[Saved entries]

=== Begin Enclosure ===

//! Single-recipient framing: SIMPLE (no length field) and SINGLE
//! (explicit big-endian data length).
//!
//! ```text
//! SIMPLE: prefix[3] || ephemeral_pk[65] || iv[16] || tag[16] || ciphertext
//! SINGLE: prefix[3] || ephemeral_pk[65] || iv[16] || tag[16] || data_length[8] || ciphertext
//! ```
//!
//! SIMPLE carries no explicit length; callers segmenting a stream must
//! supply the frame size out of band.

use crate::aead;
use crate::error::{EciesError, ErrorKind, Result};
use crate::kdf;
use crate::keys::{ecdh_x, parse_public_key, KeyPair};
use crate::wire::{
    read_prefix, write_prefix, EncryptionType, AUTH_TAG_LENGTH, DATA_LENGTH_SIZE, IV_LENGTH,
    PREFIX_LENGTH, PUBLIC_KEY_LENGTH,
};

/// A parsed SIMPLE or SINGLE frame, borrowing from the input buffer.
#[derive(Debug)]
pub struct SingleFrame<'a> {
    pub encryption_type: EncryptionType,
    pub ephemeral_public_key: &'a [u8; PUBLIC_KEY_LENGTH],
    pub iv: &'a [u8; IV_LENGTH],
    pub auth_tag: &'a [u8; AUTH_TAG_LENGTH],
    /// Present for SINGLE only.
    pub data_length: Option<u64>,
    pub ciphertext: &'a [u8],
}

fn require_single_variant(encryption_type: EncryptionType) -> Result<()> {
    if encryption_type == EncryptionType::Multiple {
        return Err(ErrorKind::InvalidEncryptionType {
            actual: encryption_type.as_byte(),
        }
        .into());
    }
    Ok(())
}

// ---------------------------------------------------------------------------
// Encrypt
// ---------------------------------------------------------------------------

/// Encrypt `plaintext` to `recipient_public_key` (any accepted key form),
/// prepending the caller's opaque `preamble`.
pub fn encrypt(
    encryption_type: EncryptionType,
    recipient_public_key: &[u8],
    plaintext: &[u8],
    preamble: &[u8],
) -> Result<Vec<u8>> {
    require_single_variant(encryption_type)?;
    if plaintext.is_empty() {
        return Err(ErrorKind::CannotEncryptEmptyData.into());
    }

    let recipient = parse_public_key(recipient_public_key)
        .map_err(|e| e.in_operation("encrypt_single"))?;

    let ephemeral = KeyPair::generate()?;
    let shared = ecdh_x(ephemeral.secret(), &recipient);
    let key = kdf::derive_symmetric_key(shared.as_ref())?;
    let (iv, ciphertext, tag) = aead::encrypt(key.as_ref(), plaintext, &[])?;

    let mut out = Vec::with_capacity(
        preamble.len() + encryption_type.fixed_overhead() + ciphertext.len(),
    );
    out.extend_from_slice(preamble);
    write_prefix(&mut out, encryption_type);
    out.extend_from_slice(&ephemeral.public_uncompressed());
    out.extend_from_slice(&iv);
    out.extend_from_slice(&tag);
    if encryption_type == EncryptionType::Single {
        out.extend_from_slice(&(plaintext.len() as u64).to_be_bytes());
    }
    out.extend_from_slice(&ciphertext);
    Ok(out)
}

// ---------------------------------------------------------------------------
// Parse
// ---------------------------------------------------------------------------

/// Parse a frame of the expected type, skipping `preamble_len` bytes.
pub fn parse(
    encryption_type: EncryptionType,
    data: &[u8],
    preamble_len: usize,
) -> Result<SingleFrame<'_>> {
    require_single_variant(encryption_type)?;

    let overhead = encryption_type.fixed_overhead();
    let minimum = preamble_len + overhead;
    if data.len() < minimum {
        return Err(ErrorKind::InvalidHeaderLength {
            minimum,
            actual: data.len(),
        }
        .into());
    }

    read_prefix(data, preamble_len, encryption_type)?;

    let key_start = preamble_len + PREFIX_LENGTH;
    let iv_start = key_start + PUBLIC_KEY_LENGTH;
    let tag_start = iv_start + IV_LENGTH;
    let tag_end = tag_start + AUTH_TAG_LENGTH;

    let short = || ErrorKind::InvalidHeaderLength {
        minimum,
        actual: data.len(),
    };
    let ephemeral_public_key: &[u8; PUBLIC_KEY_LENGTH] =
        data[key_start..iv_start].try_into().map_err(|_| short())?;
    let iv: &[u8; IV_LENGTH] = data[iv_start..tag_start].try_into().map_err(|_| short())?;
    let auth_tag: &[u8; AUTH_TAG_LENGTH] =
        data[tag_start..tag_end].try_into().map_err(|_| short())?;

    let (data_length, ciphertext) = match encryption_type {
        EncryptionType::Single => {
            let length_end = tag_end + DATA_LENGTH_SIZE;
            let declared = u64::from_be_bytes(
                data[tag_end..length_end].try_into().map_err(|_| short())?,
            );
            let ciphertext = &data[length_end..];
            let actual = ciphertext.len() as u64;
            if actual < declared {
                return Err(EciesError::new(ErrorKind::DataLengthMismatch {
                    expected: declared,
                    actual,
                })
                .at_position(tag_end));
            }
            if actual > declared {
                return Err(EciesError::new(ErrorKind::EncryptedSizeExceedsExpected {
                    expected: declared,
                    actual,
                })
                .at_position(tag_end));
            }
            (Some(declared), ciphertext)
        }
        _ => (None, &data[tag_end..]),
    };

    Ok(SingleFrame {
        encryption_type,
        ephemeral_public_key,
        iv,
        auth_tag,
        data_length,
        ciphertext,
    })
}

// ---------------------------------------------------------------------------
// Decrypt
// ---------------------------------------------------------------------------

/// Decrypt an already-parsed frame with the recipient's key pair.
pub fn decrypt_parsed(recipient: &KeyPair, frame: &SingleFrame<'_>) -> Result<Vec<u8>> {
    if frame.ciphertext.is_empty() {
        return Err(ErrorKind::CannotDecryptEmptyData.into());
    }
    let ephemeral = parse_public_key(frame.ephemeral_public_key)
        .map_err(|_| ErrorKind::InvalidEphemeralPublicKey)?;
    let shared = ecdh_x(recipient.secret(), &ephemeral);
    let key = kdf::derive_symmetric_key(shared.as_ref())?;
    aead::decrypt(key.as_ref(), frame.iv, frame.ciphertext, frame.auth_tag, &[])
}

/// Parse then decrypt in one step.
pub fn decrypt(
    encryption_type: EncryptionType,
    recipient: &KeyPair,
    data: &[u8],
    preamble_len: usize,
) -> Result<Vec<u8>> {
    if data.len() <= preamble_len {
        return Err(ErrorKind::CannotDecryptEmptyData.into());
    }
    let frame = parse(encryption_type, data, preamble_len)?;
    decrypt_parsed(recipient, &frame)
}

#[cfg(test)]
mod tests {
    use super::*;
    use crate::wire::{SIMPLE_OVERHEAD, SINGLE_OVERHEAD};

    fn recipient() -> KeyPair {
        KeyPair::from_private_bytes(&[0x01; 32]).unwrap()
    }

    #[test]
    fn simple_roundtrip_layout() {
        let key = recipient();
        let frame = encrypt(EncryptionType::Simple, &key.public_compressed(), b"hello world", &[])
            .unwrap();

        assert_eq!(frame.len(), SIMPLE_OVERHEAD + 11);
        assert_eq!(&frame[..4], &[0x01, 0x01, 0x21, 0x04]);

        let plaintext = decrypt(EncryptionType::Simple, &key, &frame, 0).unwrap();
        assert_eq!(plaintext, b"hello world");
    }

    #[test]
    fn single_roundtrip_and_length_field() {
        let key = recipient();
        let payload = vec![0xAA; 256];
        let frame =
            encrypt(EncryptionType::Single, &key.public_compressed(), &payload, &[]).unwrap();

        assert_eq!(frame.len(), SINGLE_OVERHEAD + 256);
        assert_eq!(frame[2], 0x42);
        assert_eq!(&frame[100..108], &256u64.to_be_bytes());

        assert_eq!(decrypt(EncryptionType::Single, &key, &frame, 0).unwrap(), payload);
    }

    #[test]
    fn truncated_single_reports_length_mismatch() {
        let key = recipient();
        let frame =
            encrypt(EncryptionType::Single, &key.public_compressed(), &[0xAA; 256], &[]).unwrap();
        let err = parse(EncryptionType::Single, &frame[..frame.len() - 1], 0).unwrap_err();
        assert!(matches!(
            err.kind(),
            ErrorKind::DataLengthMismatch { expected: 256, actual: 255 }
        ));
    }

    #[test]
    fn oversized_single_reports_excess() {
        let key = recipient();
        let mut frame =
            encrypt(EncryptionType::Single, &key.public_compressed(), b"abc", &[]).unwrap();
        frame.push(0x00);
        let err = parse(EncryptionType::Single, &frame, 0).unwrap_err();
        assert!(matches!(
            err.kind(),
            ErrorKind::EncryptedSizeExceedsExpected { expected: 3, actual: 4 }
        ));
    }

    #[test]
    fn preamble_is_opaque_and_skipped() {
        let key = recipient();
        let preamble = b"MAGICv1\x00";
        let frame = encrypt(
            EncryptionType::Single,
            &key.public_uncompressed(),
            b"with preamble",
            preamble,
        )
        .unwrap();

        assert_eq!(&frame[..preamble.len()], preamble);
        let parsed = parse(EncryptionType::Single, &frame, preamble.len()).unwrap();
        assert_eq!(parsed.data_length, Some(13));
        assert_eq!(
            decrypt(EncryptionType::Single, &key, &frame, preamble.len()).unwrap(),
            b"with preamble"
        );
    }

    #[test]
    fn wrong_expected_type_rejected() {
        let key = recipient();
        let frame =
            encrypt(EncryptionType::Simple, &key.public_compressed(), b"data", &[]).unwrap();
        let err = parse(EncryptionType::Single, &frame, 0).unwrap_err();
        assert!(matches!(
            err.kind(),
            ErrorKind::EncryptionTypeMismatch { expected: 0x42, actual: 0x21 }
        ));
    }

    #[test]
    fn version_and_suite_negotiation() {
        let key = recipient();
        let mut frame =
            encrypt(EncryptionType::Simple, &key.public_compressed(), b"data", &[]).unwrap();

        frame[0] = 0x02;
        assert!(matches!(
            parse(EncryptionType::Simple, &frame, 0).unwrap_err().kind(),
            ErrorKind::InvalidVersion { expected: 1, actual: 2 }
        ));

        frame[0] = 0x01;
        frame[1] = 0x07;
        assert!(matches!(
            parse(EncryptionType::Simple, &frame, 0).unwrap_err().kind(),
            ErrorKind::InvalidCipherSuite { expected: 1, actual: 7 }
        ));
    }

    #[test]
    fn short_input_rejected() {
        let err = parse(EncryptionType::Simple, &[0x01, 0x01, 0x21], 0).unwrap_err();
        assert!(matches!(
            err.kind(),
            ErrorKind::InvalidHeaderLength { minimum: 100, actual: 3 }
        ));
    }

    #[test]
    fn empty_plaintext_rejected() {
        let key = recipient();
        let err = encrypt(EncryptionType::Simple, &key.public_compressed(), &[], &[]).unwrap_err();
        assert_eq!(err.kind(), &ErrorKind::CannotEncryptEmptyData);
    }

    #[test]
    fn tampering_fails_decryption() {
        let key = recipient();
        let clean =
            encrypt(EncryptionType::Single, &key.public_compressed(), b"sensitive", &[]).unwrap();

        // ciphertext, tag, iv, ephemeral key
        for index in [clean.len() - 1, 90, 70, 10] {
            let mut frame = clean.clone();
            frame[index] ^= 0x01;
            let result = decrypt(EncryptionType::Single, &key, &frame, 0);
            match result {
                Err(e) => assert!(matches!(
                    e.kind(),
                    ErrorKind::DecryptionFailed | ErrorKind::InvalidEphemeralPublicKey
                )),
                Ok(_) => panic!("tampered frame at byte {} decrypted", index),
            }
        }
    }

    #[test]
    fn wrong_recipient_fails() {
        let key = recipient();
        let other = KeyPair::generate().unwrap();
        let frame =
            encrypt(EncryptionType::Simple, &key.public_compressed(), b"data", &[]).unwrap();
        let err = decrypt(EncryptionType::Simple, &other, &frame, 0).unwrap_err();
        assert_eq!(err.kind(), &ErrorKind::DecryptionFailed);
    }

    #[test]
    fn multiple_type_is_not_accepted_here() {
        let key = recipient();
        assert!(encrypt(EncryptionType::Multiple, &key.public_compressed(), b"x", &[]).is_err());
        assert!(parse(EncryptionType::Multiple, &[0u8; 200], 0).is_err());
    }
}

=== End Enclosure ===

◆ Work order: Both the first line of the data above and the line with "if encryption_type == EncryptionType::Multiple" must be included; please return exactly those lines and the ones between them.

◆ Response to the exercise:
//! Single-recipient framing: SIMPLE (no length field) and SINGLE
//! (explicit big-endian data length).
//!
//! ```text
//! SIMPLE: prefix[3] || ephemeral_pk[65] || iv[16] || tag[16] || ciphertext
//! SINGLE: prefix[3] || ephemeral_pk[65] || iv[16] || tag[16] || data_length[8] || ciphertext
//! ```
//!
//! SIMPLE carries no explicit length; callers segmenting a stream must
//! supply the frame size out of band.

use crate::aead;
use crate::error::{EciesError, ErrorKind, Result};
use crate::kdf;
use crate::keys::{ecdh_x, parse_public_key, KeyPair};
use crate::wire::{
    read_prefix, write_prefix, EncryptionType, AUTH_TAG_LENGTH, DATA_LENGTH_SIZE, IV_LENGTH,
    PREFIX_LENGTH, PUBLIC_KEY_LENGTH,
};

/// A parsed SIMPLE or SINGLE frame, borrowing from the input buffer.
#[derive(Debug)]
pub struct SingleFrame<'a> {
    pub encryption_type: EncryptionType,
    pub ephemeral_public_key: &'a [u8; PUBLIC_KEY_LENGTH],
    pub iv: &'a [u8; IV_LENGTH],
    pub auth_tag: &'a [u8; AUTH_TAG_LENGTH],
    /// Present for SINGLE only.
    pub data_length: Option<u64>,
    pub ciphertext: &'a [u8],
}

fn require_single_variant(encryption_type: EncryptionType) -> Result<()> {
    if encryption_type == EncryptionType::Multiple {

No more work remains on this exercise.